Il ritorno di Caruso come capogruppo cambia poco nei rapporti con l’opposizione, dato che i dibattiti più seccanti li aveva continuati a gestire in aula anche senza i gradi di comando. Cambia invece negli equilibri interni, perché il “partito” della sindaca si rafforza nel meet up. Almeno questa è la lettura che viene data all’esterno, sull’alternanza Casuccio-Caruso. La versione ufficiosa del M5s, invece, è che l’avvicendato non avesse più il tempo di seguire le complesse vicende dell’amministrazione. E che l’avvicendante sia tornato al suo vecchio posto, perché nessuno si sarebbe reso disponibile a svolgere quella funzione così impegnativa. Sembra che, ad un certo punto, abbiano persino parlato di un “sorteggio” fra i consiglieri.

Comunque sia, il gruppo di maggioranza si affida all’esperienza sul campo, in un momento in cui molti nodi amministrativi sembrano arrivare al pettine. La prefettura attende ancora una risposta completa ai “chiarimenti” chiesti, sulla possibilità che la pec del Comune sia stata “bucata”. La guardia di finanza si trova a spulciare ulteriore materiale prodotto nella seduta consiliare sui piani di lottizzazione approvati dalla giunta, sulla base di una legge nazionale che la stessa segreteria comunale ha poi ammesso non essere applicabile in Sicilia. Mentre la procura ha chiesto il processo per alcuni oppositori, denunciati dai grillini senza tenere in conto che nei dibattimenti ci vanno a finire dentro carte di ogni genere, e non sempre i risultati sono quelli attesi.

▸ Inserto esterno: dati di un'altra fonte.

//! Wake word detection
//!
//! Spots the trigger phrase in a live transcript stream. Matching is fuzzy:
//! recognizers mangle short phrases, insert filler words and split tokens,
//! so a fragment triggers on an in-order token match, a prefix match, or a
//! small edit distance.

use chrono::{DateTime, Utc};

use super::signal::{levenshtein, normalize, normalized_tokens};
use crate::{Error, Result};

/// One incremental piece of recognized text
#[derive(Debug, Clone, PartialEq, Eq)]
pub struct TranscriptFragment {
    /// Recognized text so far for the current utterance
    pub text: String,
    /// Whether the recognizer considers this text settled
    pub is_final: bool,
    /// When the fragment was received
    pub timestamp: DateTime<Utc>,
}

impl TranscriptFragment {
    /// Create an interim fragment stamped now
    #[must_use]
    pub fn interim(text: impl Into<String>) -> Self {
        Self {
            text: text.into(),
            is_final: false,
            timestamp: Utc::now(),
        }
    }

    /// Create a final fragment stamped now
    #[must_use]
    pub fn final_text(text: impl Into<String>) -> Self {
        Self {
            text: text.into(),
            is_final: true,
            timestamp: Utc::now(),
        }
    }
}

/// Trigger phrase and its matching tolerance
#[derive(Debug, Clone, PartialEq, Eq)]
pub struct WakeWordConfig {
    phrase: String,
    normalized: String,
    tokens: Vec<String>,
    max_edit_distance: usize,
}

impl WakeWordConfig {
    /// Create a config whose tolerance scales with the phrase length
    ///
    /// One edit is allowed per three normalized characters, at least one.
    ///
    /// # Errors
    ///
    /// Returns error if the phrase contains no letters
    pub fn new(phrase: impl Into<String>) -> Result<Self> {
        let phrase = phrase.into();
        let normalized = normalize(&phrase);
        let tolerance = (normalized.chars().count() / 3).max(1);
        Self::with_max_edit_distance(phrase, tolerance)
    }

    /// Create a config with an explicit tolerance
    ///
    /// # Errors
    ///
    /// Returns error if the phrase contains no letters
    pub fn with_max_edit_distance(
        phrase: impl Into<String>,
        max_edit_distance: usize,
    ) -> Result<Self> {
        let phrase = phrase.into();
        let normalized = normalize(&phrase);
        if normalized.is_empty() {
            return Err(Error::Config(format!(
                "wake phrase {phrase:?} contains no letters"
            )));
        }

        let tokens = normalized_tokens(&phrase);

        Ok(Self {
            phrase,
            normalized,
            tokens,
            max_edit_distance,
        })
    }

    /// The phrase as configured
    #[must_use]
    pub fn phrase(&self) -> &str {
        &self.phrase
    }

    /// Maximum edit distance that still counts as a match
    #[must_use]
    pub const fn max_edit_distance(&self) -> usize {
        self.max_edit_distance
    }
}

/// Check a single fragment against the configured phrase
#[must_use]
pub fn evaluate(fragment: &TranscriptFragment, config: &WakeWordConfig) -> bool {
    let candidate = normalize(&fragment.text);
    if candidate.is_empty() {
        return false;
    }

    contains_tokens_in_order(&candidate, &config.tokens)
        || candidate.starts_with(&config.normalized)
        || levenshtein(&candidate, &config.normalized) <= config.max_edit_distance
}

/// True if every token occurs in `haystack`, each after the previous one
fn contains_tokens_in_order(haystack: &str, tokens: &[String]) -> bool {
    if tokens.is_empty() {
        return false;
    }

    let mut offset = 0;
    for token in tokens {
        match haystack[offset..].find(token.as_str()) {
            Some(pos) => offset += pos + token.len(),
            None => return false,
        }
    }
    true
}

/// Wake word detector for one listening session
///
/// Once triggered, further fragments are ignored until [`reset`](Self::reset).
#[derive(Debug)]
pub struct WakeWordDetector {
    config: WakeWordConfig,
    triggered: bool,
}

impl WakeWordDetector {
    /// Create a detector in the listening state
    #[must_use]
    pub fn new(config: WakeWordConfig) -> Self {
        tracing::debug!(
            phrase = config.phrase(),
            tolerance = config.max_edit_distance(),
            "wake word detector initialized"
        );

        Self {
            config,
            triggered: false,
        }
    }

    /// Feed a fragment, returning true exactly once per session
    pub fn observe(&mut self, fragment: &TranscriptFragment) -> bool {
        if self.triggered {
            return false;
        }

        if evaluate(fragment, &self.config) {
            tracing::info!(
                transcript = %fragment.text,
                is_final = fragment.is_final,
                "wake word detected"
            );
            self.triggered = true;
            return true;
        }

        tracing::trace!(transcript = %fragment.text, "no wake word");
        false
    }

    /// Check if this session already triggered
    #[must_use]
    pub const fn is_triggered(&self) -> bool {
        self.triggered
    }

    /// Start a new listening session
    pub fn reset(&mut self) {
        self.triggered = false;
    }

    /// Get the configured phrase and tolerance
    #[must_use]
    pub const fn config(&self) -> &WakeWordConfig {
        &self.config
    }
}

#[cfg(test)]
mod tests {
    use super::*;

    fn config() -> WakeWordConfig {
        WakeWordConfig::new("hey inclusive").unwrap()
    }

    fn triggers(text: &str) -> bool {
        evaluate(&TranscriptFragment::interim(text), &config())
    }

    #[test]
    fn test_tolerance_scales_with_length() {
        assert_eq!(config().max_edit_distance(), 4);
        assert_eq!(WakeWordConfig::new("yo").unwrap().max_edit_distance(), 1);
    }

    #[test]
    fn test_phrase_without_letters_rejected() {
        assert!(WakeWordConfig::new("  123 ").is_err());
    }

    #[test]
    fn test_ordered_tokens_with_noise() {
        assert!(triggers("hey there inclusive please"));
        assert!(triggers("um, so hey... inclusive, what's the weather"));
    }

    #[test]
    fn test_tokens_out_of_order_do_not_count() {
        assert!(!contains_tokens_in_order("inclusivesayhey", &config().tokens));
    }

    #[test]
    fn test_prefix_match() {
        assert!(triggers("Hey Inclusive, what time is it?"));
    }

    #[test]
    fn test_typo_within_tolerance() {
        assert!(triggers("hey inclusiv"));
        assert!(triggers("hi inclusive"));
    }

    #[test]
    fn test_near_miss_rejected() {
        assert!(!triggers("hello conclusive"));
        assert!(!triggers("what a lovely day"));
        assert!(!triggers(""));
        assert!(!triggers("..."));
    }

    #[test]
    fn test_single_trigger_per_session() {
        let mut detector = WakeWordDetector::new(config());

        assert!(!detector.observe(&TranscriptFragment::interim("hello world")));
        assert!(detector.observe(&TranscriptFragment::interim("hey inclusive")));
        assert!(detector.is_triggered());

        // further fragments in the same session are ignored
        assert!(!detector.observe(&TranscriptFragment::final_text("hey inclusive")));

        detector.reset();
        assert!(!detector.is_triggered());
        assert!(detector.observe(&TranscriptFragment::final_text("hey inclusive")));
    }
}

A complicare ulteriormente il debutto-bis di Caruso come capogruppo, ci sono gli strascichi del Venerdì Santo in consiglio. Quando la maggioranza, ancora una volta in assoluta solitudine, ha approvato una Tari 2018 bersagliata da 18 pregiudiziali di legittimità, fra cui quella del regolamento applicato secondo l’opportunità del momento. Una votazione bulgara, andata avanti nonostante qualche svista di troppo, come quella che avrebbe lasciato nei cassetti del Municipio un emendamento dell’opposizione regolarmente presentato. Tutto materiale finito all’attenzione dell’ufficio ispettivo degli Enti locali, in una Regione con un colore politico e un atteggiamento diversi dopo il voto di novembre.

Nell’aula adesso intitolata al medico-ambientalista Giacinto Franco, consiglieri 5 Stelle e minoranza, tornano a confrontarsi su un ordine del giorno “soft”. Salvo inserimenti a sorpresa dell’ultimo momento, infatti, gli unici due punti nell’agenda del 17 sono di ordinarissima amministrazione. Il primo riguarda una mozione su bullismo e cyberbullismo. E il secondo ricalca un atto di indirizzo, fotocopia di quanto già approvato dagli altri Comuni siciliani sul rientro a casa degli insegnanti, “deportati” al Nord da una riforma sfascia-famiglie. Argomenti proposti entrambi dall’opposizione, ma sui quali non dovrebbero esserci particolari motivi di attrito con la maggioranza. Forse.